● **Exercise requirements**: A single figure is required: the number of lines below in which the word "model" occurs.

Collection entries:
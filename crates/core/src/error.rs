use crate::types::JobId;

/// Domain error taxonomy for the generation flow.
///
/// Every variant maps onto exactly one HTTP status in the API layer, so
/// handlers never have to guess which status a failure deserves.
#[derive(Debug, thiserror::Error)]
pub enum CoreError {
    #[error("Entity not found: {entity} with id {id}")]
    NotFound { entity: &'static str, id: JobId },

    #[error("Validation failed: {0}")]
    Validation(String),

    #[error("Conflict: {0}")]
    Conflict(String),

    #[error("Unauthorized: {0}")]
    Unauthorized(String),

    #[error("Forbidden: {0}")]
    Forbidden(String),

    /// The caller's credit balance cannot cover the model's cost.
    #[error("Insufficient credits: {required} required for {model}")]
    InsufficientCredits { required: u32, model: String },

    /// The requested model is restricted to premium subscribers.
    #[error("Model {model} requires a premium subscription")]
    PremiumRequired { model: String },

    /// The per-user fixed-window quota was exceeded.
    #[error("Rate limit exceeded, retry after {retry_after_secs}s")]
    RateLimited { retry_after_secs: u32 },

    /// The rate limiter itself could not be reached. Distinct from
    /// [`CoreError::RateLimited`]: maps to 503, not 429.
    #[error("Rate limit service unavailable: {0}")]
    RateLimiterUnavailable(String),

    /// Upstream generation failure (task creation, polling, timeout,
    /// zero results). The message is the provider's proximate cause and
    /// is returned to the caller verbatim.
    #[error("{0}")]
    Provider(String),

    /// Download/decode/upload failure while mirroring results.
    #[error("{0}")]
    Storage(String),

    /// Credit ledger RPC failure during deduction.
    #[error("Credit ledger error: {0}")]
    Ledger(String),

    #[error("Internal error: {0}")]
    Internal(String),
}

● **Solution below**: 6